I use numpy and mpmath in my Python programm. I use numpy, because it allows an easy access to many linear algebra operations. But because numpy's solver for linear equations is not that exact, i use mpmath for more precision operations. After i compute the solution of a System:
solution = mpmath.lu_solve(A,b)
i want the solution as an array. So i use
array = np.zeros(m)
and then do a loop for setting the values:
for i in range(m):
array[i] = solution[i]
or
for i in range(m):
array.put([i],solution[i])
but with both ways i get again numerical instabilities like:
solution[0] = 12.375
array[0] = 12.37500000000000177636
Is there a way to avoid these errors?
numpy
ndarrays have homogeneous type.

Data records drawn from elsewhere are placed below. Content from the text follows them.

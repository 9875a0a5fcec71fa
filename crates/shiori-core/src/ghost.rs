//! Ghost package metadata from `descript.txt`.

use serde::{Deserialize, Serialize};
use std::collections::BTreeMap;
use std::io;
use std::path::{Path, PathBuf};

use crate::host::PackageInspector;

/// Locations checked for descript.txt, first hit wins.
const DESCRIPT_LOCATIONS: [&str; 2] = ["ghost/master/descript.txt", "descript.txt"];

/// Fields of a ghost's descript.txt.
#[derive(Debug, Clone, Default, PartialEq, Eq, Serialize, Deserialize)]
pub struct GhostProfile {
    pub name: Option<String>,
    pub craftman: Option<String>,
    pub version: Option<String>,
    /// Every other `key,value` line.
    pub extra: BTreeMap<String, String>,
}

impl GhostProfile {
    /// Parse `key,value` lines. Lines without a comma are skipped.
    pub fn parse_descript(content: &str) -> Self {
        let mut profile = GhostProfile::default();
        for line in content.lines() {
            let Some((key, value)) = line.split_once(',') else {
                continue;
            };
            let value = value.trim().to_string();
            match key.trim() {
                "name" => profile.name = Some(value),
                "craftman" => profile.craftman = Some(value),
                "version" => profile.version = Some(value),
                "" => {}
                other => {
                    profile.extra.insert(other.to_string(), value);
                }
            }
        }
        profile
    }

    /// Read the package's descript.txt, if any.
    pub fn read(inspector: &dyn PackageInspector, ghost_path: &Path) -> io::Result<Option<Self>> {
        for location in DESCRIPT_LOCATIONS {
            if let Some(content) = inspector.read_text(&ghost_path.join(location))? {
                return Ok(Some(Self::parse_descript(&content)));
            }
        }
        Ok(None)
    }
}

/// One installed ghost found by [`scan_ghosts`].
#[derive(Debug, Clone, PartialEq, Eq, Serialize, Deserialize)]
pub struct GhostEntry {
    /// Directory name of the package, used as the catalog key.
    pub name: String,
    pub path: PathBuf,
    pub profile: GhostProfile,
}

/// Catalog of every ghost package under `root`, keyed by directory name.
/// The first package wins when two share a directory name.
pub fn scan_ghosts(inspector: &dyn PackageInspector, root: &Path) -> io::Result<BTreeMap<String, GhostEntry>> {
    let mut catalog = BTreeMap::new();
    for path in inspector.list_ghost_packages(root)? {
        let Some(name) = path.file_name().map(|n| n.to_string_lossy().into_owned()) else {
            continue;
        };
        let Some(profile) = GhostProfile::read(inspector, &path)? else {
            continue;
        };
        if catalog.contains_key(&name) {
            tracing::warn!(ghost = %name, path = %path.display(), "duplicate ghost name skipped");
            continue;
        }
        catalog.insert(name.clone(), GhostEntry { name, path, profile });
    }
    Ok(catalog)
}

When you make array
, the default dtype
will be some type of float, which doesn't have as much precision as you want:
>>> array = np.zeros(3)
>>> array
array([ 0., 0., 0.])
>>> array.dtype
dtype('float64')
You can get around this by using dtype=object
:
>>> mp.mp.prec = 65
>>> mp.mpf("12.37500000000000177636")
mpf('12.37500000000000177636')
>>> array = np.zeros(3, dtype=object)
>>> array[0] = 12.375
>>> array[1] = mp.mpf("12.37500000000000177636")
>>> array
array([12.375, mpf('12.37500000000000177636'), 0], dtype=object)
but note that there's a significant performance hit when you do this.